General information
- Type: Experimental Helicopter
- National origin: United Kingdom
- Manufacturer: S.E. Saunders Limited
- Designer: Vittorio Isacco
- Number built: 1

= Saunders Helicogyre =

The Saunders Helicogyre was a 1920s experimental helicopter designed by Vittorio Isacco and built by S.E. Saunders Limited for the British Air Ministry.

==Design and development==
Vittorio Isacco designed and built four different Helicogyre experimental helicopters between 1926 and 1935. In 1928 Air Ministry Specification 2/28 was issued to S.E Saunders for a prototype helicopter to the Helicogyre No. 3 design.

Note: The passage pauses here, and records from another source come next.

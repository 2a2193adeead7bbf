//! Status filters, editor modes, and form fields for newsdesk.
//!
//! All enums use `snake_case` serialization via `#[serde(rename_all = "snake_case")]`
//! and expose `as_str()` for the wire/CLI representation.

use schemars::JsonSchema;
use serde::{Deserialize, Serialize};
use std::fmt;
use std::str::FromStr;

use crate::errors::CoreError;

// ---------------------------------------------------------------------------
// StatusFilter
// ---------------------------------------------------------------------------

/// Publish-status filter applied by the dashboard listing.
#[derive(
    Debug, Clone, Copy, Default, PartialEq, Eq, Hash, Serialize, Deserialize, JsonSchema,
)]
#[serde(rename_all = "snake_case")]
pub enum StatusFilter {
    #[default]
    All,
    Published,
    Unpublished,
}

impl StatusFilter {
    /// Whether an article with the given publish flag passes this filter.
    #[must_use]
    pub const fn matches(self, published: bool) -> bool {
        match self {
            Self::All => true,
            Self::Published => published,
            Self::Unpublished => !published,
        }
    }

    #[must_use]
    pub const fn as_str(self) -> &'static str {
        match self {
            Self::All => "all",
            Self::Published => "published",
            Self::Unpublished => "unpublished",
        }
    }
}

impl fmt::Display for StatusFilter {
    fn fmt(&self, f: &mut fmt::Formatter<'_>) -> fmt::Result {
        f.write_str(self.as_str())
    }
}

impl FromStr for StatusFilter {
    type Err = CoreError;

    fn from_str(s: &str) -> Result<Self, Self::Err> {
        match s {
            "all" => Ok(Self::All),
            "published" => Ok(Self::Published),
            "unpublished" => Ok(Self::Unpublished),
            other => Err(CoreError::UnknownVariant {
                kind: "status filter",
                value: other.to_string(),
            }),
        }
    }
}

// ---------------------------------------------------------------------------
// EditorMode
// ---------------------------------------------------------------------------

/// Mode of an editor session.
///
/// ```text
/// create
/// view → edit   (explicit "switch to edit" only)
/// edit
/// ```
#[derive(Debug, Clone, Copy, PartialEq, Eq, Hash, Serialize, Deserialize, JsonSchema)]
#[serde(rename_all = "snake_case")]
pub enum EditorMode {
    Create,
    View,
    Edit,
}

impl EditorMode {
    /// Valid next modes from the current mode.
    #[must_use]
    pub const fn allowed_next_modes(self) -> &'static [Self] {
        match self {
            Self::View => &[Self::Edit],
            Self::Create | Self::Edit => &[],
        }
    }

    #[must_use]
    pub fn can_transition_to(self, next: Self) -> bool {
        self.allowed_next_modes().contains(&next)
    }

    #[must_use]
    pub const fn as_str(self) -> &'static str {
        match self {
            Self::Create => "create",
            Self::View => "view",
            Self::Edit => "edit",
        }
    }
}

impl fmt::Display for EditorMode {
    fn fmt(&self, f: &mut fmt::Formatter<'_>) -> fmt::Result {
        f.write_str(self.as_str())
    }
}

// ---------------------------------------------------------------------------
// Field
// ---------------------------------------------------------------------------

/// A validated text field of the article editor.
#[derive(
    Debug, Clone, Copy, PartialEq, Eq, PartialOrd, Ord, Hash, Serialize, Deserialize, JsonSchema,
)]
#[serde(rename_all = "snake_case")]
pub enum Field {
    Headline,
    Author,
    Body,
    PublicationDate,
}

impl Field {
    /// Number of validated fields.
    pub const COUNT: usize = 4;

    /// Every validated field, in form order.
    pub const ALL: [Self; Self::COUNT] = [
        Self::Headline,
        Self::Author,
        Self::Body,
        Self::PublicationDate,
    ];

    /// Human-facing label used next to the input.
    #[must_use]
    pub const fn label(self) -> &'static str {
        match self {
            Self::Headline => "Headline",
            Self::Author => "Author",
            Self::Body => "Body",
            Self::PublicationDate => "Publish Date",
        }
    }

    #[must_use]
    pub const fn as_str(self) -> &'static str {
        match self {
            Self::Headline => "headline",
            Self::Author => "author",
            Self::Body => "body",
            Self::PublicationDate => "publication_date",
        }
    }

    /// Position in [`Field::ALL`].
    #[must_use]
    pub const fn index(self) -> usize {
        match self {
            Self::Headline => 0,
            Self::Author => 1,
            Self::Body => 2,
            Self::PublicationDate => 3,
        }
    }
}

impl fmt::Display for Field {
    fn fmt(&self, f: &mut fmt::Formatter<'_>) -> fmt::Result {
        f.write_str(self.as_str())
    }
}

#[cfg(test)]
mod tests {
    use super::*;

    #[test]
    fn status_filter_matches() {
        assert!(StatusFilter::All.matches(true));
        assert!(StatusFilter::All.matches(false));
        assert!(StatusFilter::Published.matches(true));
        assert!(!StatusFilter::Published.matches(false));
        assert!(StatusFilter::Unpublished.matches(false));
        assert!(!StatusFilter::Unpublished.matches(true));
    }

    #[test]
    fn status_filter_parses_its_own_strings() {
        for filter in [
            StatusFilter::All,
            StatusFilter::Published,
            StatusFilter::Unpublished,
        ] {
            assert_eq!(filter.as_str().parse::<StatusFilter>().unwrap(), filter);
        }
    }

    #[test]
    fn status_filter_rejects_unknown() {
        let err = "drafts".parse::<StatusFilter>().unwrap_err();
        assert_eq!(err.to_string(), "Unknown status filter 'drafts'");
    }

    #[test]
    fn only_view_switches_to_edit() {
        assert!(EditorMode::View.can_transition_to(EditorMode::Edit));
        assert!(!EditorMode::Edit.can_transition_to(EditorMode::View));
        assert!(!EditorMode::Create.can_transition_to(EditorMode::Edit));
    }

    #[test]
    fn field_indices_are_dense() {
        for (i, field) in Field::ALL.iter().enumerate() {
            assert_eq!(field.index(), i);
        }
    }

    #[test]
    fn field_serializes_snake_case() {
        let json = serde_json::to_string(&Field::PublicationDate).unwrap();
        assert_eq!(json, "\"publication_date\"");
    }
}
use desk_store::ArticleOps;

use crate::cli::GlobalFlags;
use crate::commands::shared::responses::MutationResponse;
use crate::context::AppContext;
use crate::output::output;

/// Handle `desk toggle`.
pub fn handle(id: &str, ctx: &mut AppContext, flags: &GlobalFlags) -> anyhow::Result<()> {
    let applied = ctx.app.store_mut().toggle_publish(id)?;
    output(
        &MutationResponse {
            action: "toggle",
            id: id.to_string(),
            applied,
        },
        flags.format,
    )
}
use crate::cli::GlobalFlags;
use crate::commands::shared::responses::MutationResponse;
use crate::context::AppContext;
use crate::output::output;

/// Handle `desk delete`.
pub fn handle(id: &str, ctx: &mut AppContext, flags: &GlobalFlags) -> anyhow::Result<()> {
    let (dashboard, store) = ctx.app.dashboard_and_store();
    let applied = dashboard.delete(store, id)?;
    output(
        &MutationResponse {
            action: "delete",
            id: id.to_string(),
            applied,
        },
        flags.format,
    )
}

The Helicogyre had a conventional 1920s tractor aircraft fuselage and main landing gear but had an extended tailskid to keep the fuselage horizontal. At the front of the fuselage was a 100 hp Armstrong Siddeley Genet piston engine. Behind the cockpit was a braced post on which was fitted a four-bladed rotor, each rotor blade was fitted with a 32 hp Bristol Cherub piston engine at the tip.

The Helicogyre serial number K1171 was completed in 1929 and delivered to the Royal Aircraft Establishment at Farnborough by road. It was tested in the Balloon Shed, but ground tests were not completed and the programme was cancelled on 30 December 1931 without the Helicogyre having flown.